Records from a collection:
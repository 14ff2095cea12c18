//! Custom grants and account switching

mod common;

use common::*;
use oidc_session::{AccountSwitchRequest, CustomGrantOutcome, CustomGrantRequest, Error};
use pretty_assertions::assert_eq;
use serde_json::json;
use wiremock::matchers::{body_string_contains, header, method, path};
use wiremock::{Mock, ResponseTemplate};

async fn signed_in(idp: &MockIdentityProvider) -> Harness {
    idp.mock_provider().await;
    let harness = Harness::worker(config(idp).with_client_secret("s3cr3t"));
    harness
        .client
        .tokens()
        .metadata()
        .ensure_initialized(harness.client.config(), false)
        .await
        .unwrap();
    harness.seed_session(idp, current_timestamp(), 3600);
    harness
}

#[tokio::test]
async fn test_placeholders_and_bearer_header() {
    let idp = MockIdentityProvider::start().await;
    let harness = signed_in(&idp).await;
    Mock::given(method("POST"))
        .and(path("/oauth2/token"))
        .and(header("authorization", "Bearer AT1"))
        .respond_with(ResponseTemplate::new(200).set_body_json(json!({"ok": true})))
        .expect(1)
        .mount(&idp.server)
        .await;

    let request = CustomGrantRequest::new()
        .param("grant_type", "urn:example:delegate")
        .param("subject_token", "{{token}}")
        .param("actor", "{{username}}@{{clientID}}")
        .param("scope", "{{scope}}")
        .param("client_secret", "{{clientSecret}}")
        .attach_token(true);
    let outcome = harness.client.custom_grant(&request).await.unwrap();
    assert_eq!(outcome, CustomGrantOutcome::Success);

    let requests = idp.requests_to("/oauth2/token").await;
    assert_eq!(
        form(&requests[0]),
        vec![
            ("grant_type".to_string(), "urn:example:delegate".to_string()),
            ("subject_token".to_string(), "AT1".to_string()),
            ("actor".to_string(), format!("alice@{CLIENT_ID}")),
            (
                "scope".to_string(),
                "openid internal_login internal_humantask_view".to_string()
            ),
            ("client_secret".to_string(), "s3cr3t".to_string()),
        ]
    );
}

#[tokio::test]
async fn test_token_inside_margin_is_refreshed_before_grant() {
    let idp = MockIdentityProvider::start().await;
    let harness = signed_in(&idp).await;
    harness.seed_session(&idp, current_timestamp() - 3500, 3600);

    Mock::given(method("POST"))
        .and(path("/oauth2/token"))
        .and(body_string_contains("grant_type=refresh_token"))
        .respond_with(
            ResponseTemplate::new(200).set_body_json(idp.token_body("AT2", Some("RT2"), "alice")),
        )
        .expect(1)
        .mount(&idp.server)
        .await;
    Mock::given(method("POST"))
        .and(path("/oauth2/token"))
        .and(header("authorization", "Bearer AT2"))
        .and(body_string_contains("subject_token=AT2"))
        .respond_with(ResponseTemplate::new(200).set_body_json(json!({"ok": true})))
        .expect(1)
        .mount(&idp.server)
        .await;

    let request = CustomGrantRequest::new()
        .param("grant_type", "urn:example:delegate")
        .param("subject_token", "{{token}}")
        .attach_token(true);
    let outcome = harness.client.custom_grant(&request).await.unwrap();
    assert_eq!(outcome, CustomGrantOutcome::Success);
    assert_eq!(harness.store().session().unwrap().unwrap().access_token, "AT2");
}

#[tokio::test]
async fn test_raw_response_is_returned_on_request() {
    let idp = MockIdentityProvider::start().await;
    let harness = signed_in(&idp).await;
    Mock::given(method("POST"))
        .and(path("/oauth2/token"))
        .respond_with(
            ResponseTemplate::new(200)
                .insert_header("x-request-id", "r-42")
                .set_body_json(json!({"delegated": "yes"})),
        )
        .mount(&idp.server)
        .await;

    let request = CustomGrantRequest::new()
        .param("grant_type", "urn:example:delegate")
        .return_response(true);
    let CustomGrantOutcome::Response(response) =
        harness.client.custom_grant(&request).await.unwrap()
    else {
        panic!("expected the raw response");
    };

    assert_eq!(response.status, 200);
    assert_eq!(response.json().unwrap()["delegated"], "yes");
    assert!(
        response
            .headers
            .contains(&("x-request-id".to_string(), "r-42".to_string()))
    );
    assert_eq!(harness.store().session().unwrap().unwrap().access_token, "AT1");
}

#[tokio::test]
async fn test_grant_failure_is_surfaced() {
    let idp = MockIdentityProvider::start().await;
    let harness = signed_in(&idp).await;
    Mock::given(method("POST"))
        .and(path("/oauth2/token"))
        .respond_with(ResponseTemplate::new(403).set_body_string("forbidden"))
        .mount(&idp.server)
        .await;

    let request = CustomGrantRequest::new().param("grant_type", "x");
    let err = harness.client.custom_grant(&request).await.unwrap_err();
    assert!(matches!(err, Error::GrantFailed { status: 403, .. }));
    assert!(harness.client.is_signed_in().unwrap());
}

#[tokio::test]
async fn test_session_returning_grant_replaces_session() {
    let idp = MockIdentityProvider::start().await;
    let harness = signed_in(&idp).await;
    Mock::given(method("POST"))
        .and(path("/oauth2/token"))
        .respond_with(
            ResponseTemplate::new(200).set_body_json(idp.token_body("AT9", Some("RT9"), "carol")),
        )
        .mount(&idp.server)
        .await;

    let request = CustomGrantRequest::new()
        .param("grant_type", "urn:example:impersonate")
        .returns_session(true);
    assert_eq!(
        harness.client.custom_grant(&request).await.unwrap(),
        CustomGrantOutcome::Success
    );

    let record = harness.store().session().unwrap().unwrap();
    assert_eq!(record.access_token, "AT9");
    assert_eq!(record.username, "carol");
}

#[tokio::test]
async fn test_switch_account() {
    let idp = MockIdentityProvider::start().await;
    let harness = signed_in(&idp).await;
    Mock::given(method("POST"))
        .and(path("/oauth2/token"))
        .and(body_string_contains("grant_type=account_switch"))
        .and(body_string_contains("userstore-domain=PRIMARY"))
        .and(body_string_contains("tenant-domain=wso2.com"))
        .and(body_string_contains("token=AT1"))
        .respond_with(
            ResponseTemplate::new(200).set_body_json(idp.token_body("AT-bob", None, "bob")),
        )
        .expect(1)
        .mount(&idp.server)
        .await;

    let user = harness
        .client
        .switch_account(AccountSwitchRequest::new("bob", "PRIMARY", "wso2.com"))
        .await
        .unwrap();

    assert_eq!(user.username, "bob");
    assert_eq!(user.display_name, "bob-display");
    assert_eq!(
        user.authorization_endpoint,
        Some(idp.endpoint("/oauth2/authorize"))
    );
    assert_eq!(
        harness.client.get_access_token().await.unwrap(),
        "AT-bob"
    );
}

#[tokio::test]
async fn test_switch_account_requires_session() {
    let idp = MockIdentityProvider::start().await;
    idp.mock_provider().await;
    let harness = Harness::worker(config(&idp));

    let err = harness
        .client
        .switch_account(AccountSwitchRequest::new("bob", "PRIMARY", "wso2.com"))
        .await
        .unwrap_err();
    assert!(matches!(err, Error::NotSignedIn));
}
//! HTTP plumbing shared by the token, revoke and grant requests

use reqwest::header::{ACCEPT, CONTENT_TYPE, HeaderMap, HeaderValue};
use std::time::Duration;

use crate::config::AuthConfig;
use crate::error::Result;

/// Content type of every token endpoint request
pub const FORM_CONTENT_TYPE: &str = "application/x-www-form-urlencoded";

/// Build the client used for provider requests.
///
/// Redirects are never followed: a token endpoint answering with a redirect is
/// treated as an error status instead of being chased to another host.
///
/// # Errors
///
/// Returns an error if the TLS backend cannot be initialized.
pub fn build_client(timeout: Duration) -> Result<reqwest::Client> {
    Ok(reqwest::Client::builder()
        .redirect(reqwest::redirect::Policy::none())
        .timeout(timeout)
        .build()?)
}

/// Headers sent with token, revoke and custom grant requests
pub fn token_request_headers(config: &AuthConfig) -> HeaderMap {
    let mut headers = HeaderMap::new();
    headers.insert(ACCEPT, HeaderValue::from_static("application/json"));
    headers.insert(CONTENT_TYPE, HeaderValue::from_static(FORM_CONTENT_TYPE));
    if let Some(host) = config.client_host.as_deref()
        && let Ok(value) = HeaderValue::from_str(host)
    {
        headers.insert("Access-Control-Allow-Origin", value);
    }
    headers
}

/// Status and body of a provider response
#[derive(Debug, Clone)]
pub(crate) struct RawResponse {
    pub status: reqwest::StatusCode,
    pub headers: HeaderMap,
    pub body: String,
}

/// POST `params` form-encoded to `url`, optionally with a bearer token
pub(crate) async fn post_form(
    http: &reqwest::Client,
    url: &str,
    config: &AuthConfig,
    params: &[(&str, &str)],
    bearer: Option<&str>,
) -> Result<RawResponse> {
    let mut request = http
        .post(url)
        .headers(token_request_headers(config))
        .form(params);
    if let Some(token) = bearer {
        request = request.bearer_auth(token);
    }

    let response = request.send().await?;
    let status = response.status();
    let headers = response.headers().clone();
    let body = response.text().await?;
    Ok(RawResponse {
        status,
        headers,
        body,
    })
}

_Work instruction_.
In the records, how many lines have the word "params" in them? Only the number is needed.

_Finished task_.
3